AP 2325は、オーデマ ピゲが一から設計した機構ではない。その出自は、姉妹ブランドであるジャガー・ルクルトのエボーシュ(半製品ムーブメント)にある。ETA 2824のような業界共通の量産品とも、ブランドの完全自社製とも異なる、第三の系譜に属する。

ヴァレ・ド・ジューの供給網

オーデマ ピゲは20世紀を通じ、ジャガー・ルクルトから上質なベースムーブメントの供給を受けてきた。極薄自動巻のCal.920は、AP仕上げのCal.2120/2121としてロイヤルオーク "ジャンボ" Ref.5402を駆動した。Cal.920はパテック フィリップのノーチラスやヴァシュロンの222にも供給された、極薄自動巻の代表的なベースである。

より汎用的な後継、Cal.889

ロイヤルオークの販売拡大に伴い、APはより多くの機構に対応できる自動巻をジャガー・ルクルトに求めた。その答えが、1983年に登場したCal.889である。889はETA 2892と近い径を持ちながらわずかに薄く、高級ブランド向けの上位ベースとして設計された。APのほか、ヴァシュロン、IWC、ブレゲ、カルティエ等が採用し、デュボア・デプラの複雑モジュールの土台にもなった。

2125から2325への展開

APは889を自社で仕上げ、日付付き自動巻の系譜を形成した。2125に始まり、2225、そして2325へと、石数や仕上げの細部を変えながら世代を重ねた。2325は主に1990年代後半から2000年代にかけて、ミレネリーの自動巻や、ダイバーのロイヤルオーク オフショア スキューバに搭載された。21金ローターやセラミックベアリングは、この世代におけるAPの作り込みを示す。

自社製への転換点

2005年、ロイヤルオークの基幹は自社開発のCal.3120(中央秒針)へと移行する。業界全体が垂直統合へ向かう潮流のなかで、エボーシュに依存する時代は静かに幕を閉じた。AP 2325は、ジャガー・ルクルトとの長い協働が育てた最後期の果実であり、自社製造へ舵を切る直前のオーデマ ピゲを映す一台といえる。

MECHANISM · 機構と仕様

技術解説

Technical breakdown

AP 2325は、ジャガー・ルクルトが開発した自動巻ベースムーブメント、Cal.889を基礎とする。

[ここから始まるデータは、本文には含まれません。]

use std::sync::OnceLock;
use std::time::Duration;
use tracing::{debug, warn};
use usvg::fontdb;

use super::{FontFace, FontSource};
use crate::error::OverlayError;

pub const DEFAULT_FETCH_TIMEOUT: Duration = Duration::from_secs(10);

#[derive(Debug, Clone, Copy, PartialEq, Eq)]
pub struct FontRequest<'a> {
    pub family: &'a str,
    pub fetch_timeout: Duration,
}

impl<'a> FontRequest<'a> {
    pub fn new(family: &'a str) -> Self {
        Self {
            family,
            fetch_timeout: DEFAULT_FETCH_TIMEOUT,
        }
    }

    pub fn with_timeout(mut self, timeout: Duration) -> Self {
        self.fetch_timeout = timeout;
        self
    }
}

/// Produces faces for a family string. Implementations must be callable from
/// several threads at once; [`super::FontCache`] serializes loads per key.
pub trait FontLoader: Send + Sync {
    fn load(&self, request: &FontRequest<'_>) -> Result<FontFace, OverlayError>;
}

/// Loads from the builtin face, local files, the system font database or a
/// remote URL, depending on how the family string reads.
#[derive(Default)]
pub struct SystemFontLoader {
    db: OnceLock<fontdb::Database>,
}

impl SystemFontLoader {
    pub fn new() -> Self {
        Self::default()
    }

    fn database(&self) -> &fontdb::Database {
        self.db.get_or_init(|| {
            let mut db = fontdb::Database::new();
            db.load_system_fonts();
            debug!("loaded {} system font faces", db.len());
            db
        })
    }

    fn load_system(&self, family: &str) -> Result<FontFace, OverlayError> {
        let db = self.database();
        let generic = generic_family(family);
        let id = match generic {
            Some((generic, candidates)) => query_generic(db, generic, candidates),
            None => query_family(db, fontdb::Family::Name(family)),
        };
        let Some(id) = id else {
            if generic.is_some() {
                warn!("no system face for '{}'; using the builtin face", family);
                return Ok(FontFace::builtin());
            }
            return Err(OverlayError::font_unavailable(family, "not installed"));
        };
        let (data, index) = db
            .with_face_data(id, |data, index| (data.to_vec(), index))
            .ok_or_else(|| OverlayError::font_unavailable(family, "failed to read face data"))?;
        FontFace::from_data_at(data, index, FontSource::System(family.to_string()))
            .map_err(|reason| OverlayError::font_unavailable(family, reason))
    }
}

const SANS_SERIF_FAMILIES: &[&str] = &[
    "Noto Sans",
    "DejaVu Sans",
    "Liberation Sans",
    "Arial",
    "Helvetica",
    "Roboto",
];
const SERIF_FAMILIES: &[&str] = &[
    "Noto Serif",
    "DejaVu Serif",
    "Liberation Serif",
    "Times New Roman",
];
const MONOSPACE_FAMILIES: &[&str] = &[
    "Noto Sans Mono",
    "DejaVu Sans Mono",
    "Liberation Mono",
    "Courier New",
];

fn generic_family(family: &str) -> Option<(fontdb::Family<'static>, &'static [&'static str])> {
    match family.trim().to_ascii_lowercase().as_str() {
        "sans-serif" | "sans" => Some((fontdb::Family::SansSerif, SANS_SERIF_FAMILIES)),
        "serif" => Some((fontdb::Family::Serif, SERIF_FAMILIES)),
        "monospace" => Some((fontdb::Family::Monospace, MONOSPACE_FAMILIES)),
        _ => None,
    }
}

fn query_family(db: &fontdb::Database, family: fontdb::Family<'_>) -> Option<fontdb::ID> {
    let families = [family];
    db.query(&fontdb::Query {
        families: &families,
        ..Default::default()
    })
}

/// The database's generic mapping names fonts that are often absent (Arial on
/// Linux), so installed families are tried next and then any regular face.
fn query_generic(
    db: &fontdb::Database,
    generic: fontdb::Family<'_>,
    candidates: &[&str],
) -> Option<fontdb::ID> {
    query_family(db, generic)
        .or_else(|| {
            candidates
                .iter()
                .find_map(|name| query_family(db, fontdb::Family::Name(name)))
        })
        .or_else(|| {
            let first = db.faces().find_map(|face| face.families.first())?;
            query_family(db, fontdb::Family::Name(&first.0))
        })
}

impl FontLoader for SystemFontLoader {
    fn load(&self, request: &FontRequest<'_>) -> Result<FontFace, OverlayError> {
        let family = request.family;
        match FontSource::parse(family) {
            FontSource::Builtin => Ok(FontFace::builtin()),
            FontSource::File(path) => {
                let data = std::fs::read(&path).map_err(|err| {
                    OverlayError::font_unavailable(
                        family,
                        format!("failed to read {}: {}", path.display(), err),
                    )
                })?;
                FontFace::from_data(data, None, FontSource::File(path))
                    .map_err(|reason| OverlayError::font_unavailable(family, reason))
            }
            FontSource::Remote(url) => {
                let data = fetch_font(&url, request.fetch_timeout)
                    .map_err(|reason| OverlayError::font_unavailable(family, reason))?;
                FontFace::from_data(data, None, FontSource::Remote(url))
                    .map_err(|reason| OverlayError::font_unavailable(family, reason))
            }
            FontSource::System(name) => self.load_system(&name),
        }
    }
}

/// Blocking fetch; the timeout covers connect and body.
fn fetch_font(url: &str, timeout: Duration) -> Result<Vec<u8>, String> {
    debug!("fetching font {} (timeout {:.1}s)", url, timeout.as_secs_f32());
    let client = reqwest::blocking::Client::builder()
        .timeout(timeout)
        .connect_timeout(timeout)
        .build()
        .map_err(|err| format!("failed to build http client: {}", err))?;
    let response = client
        .get(url)
        .send()
        .map_err(|err| format!("request failed: {}", err))?;
    let status = response.status();
    if !status.is_success() {
        return Err(format!("unexpected status {}", status));
    }
    let bytes = response
        .bytes()
        .map_err(|err| format!("failed to read body: {}", err))?;
    Ok(bytes.to_vec())
}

オーデマ ピゲによる仕上げと一部仕様の調整を経て、独自の型番が与えられている。

基本構造

ローターは中央配置の全回転式で、ボールベアリング(玉軸受)によって軸支される。振動数は28,800vph (4Hz)、すなわち1秒あたり8振動で、秒針は滑らかに運針する。テンプ(振動を刻む調速車)にはグルシデュール(温度変化に強いベリリウム銅合金)が用いられ、耐震機構としてKif(キフ)を備える。中央秒針は、輪列から間接的に駆動される間接中央秒の方式を採る。石数は32石、パワーリザーブは38時間である。地板径は26.5mmで、薄型の自動巻として設計されている。

オーデマ ピゲによる仕上げ

ベースとなるCal.889との際立つ差は、仕上げと装飾にある。AP版の振り子状ローターは21金(21K)製で、ボールベアリングにはセラミックが採用される。セラミック球は金属球に比べ摩耗や潤滑の劣化に強く、長期の巻き上げ効率の維持に寄与するとされる。地板やブリッジには面取りやペルラージュ(微細な円状の研磨)等の手仕上げが施され、エボーシュを高級時計の水準へ引き上げている。

モジュール構造と派生

Cal.889ベースの強みは、文字盤側へ機能モジュールを重ねられる拡張性にある。AP 2325に指針式の曜日・日付モジュール2810を組み合わせた2325/2810は、ロイヤルオーク "デイデイト" Ref.26330に搭載された。曜日・日付・ムーンフェイズを示す2825モジュールは、ジュール・オーデマ系で用いられている。ロイヤルオーク オフショアのクロノグラフ系では、デュボア・デプラ製のクロノモジュールを889ベースに重ねる構成が採られた。基幹のAP 2325単体(日付のみ)は、ダイバーのオフショア スキューバや、ミレネリーの自動巻モデルの動力源となっている。

数値が示すもの

28,800vphという振動数は、当時のクロノメーター級自動巻として標準的な高振動帯にあたる。振動数が高いほど外乱に対する復元力が増し、姿勢差(時計の置き方による精度差)を抑えやすくなる。一方で薄型を保つ設計上、香箱(ぜんまいを収める部品)の容量との兼ね合いから、パワーリザーブは38時間に落ち着いている。

保守という視点

889は多くの高級ブランドに供給された実績を持つベースであり、構造が広く知られている。モジュールを土台から分離できる設計は、機能部の整備や交換を行ううえでも理に適う。派手な独自機構を掲げるキャリバーではないが、確かな基礎設計とAPの仕上げが、その堅実な評価を支えている。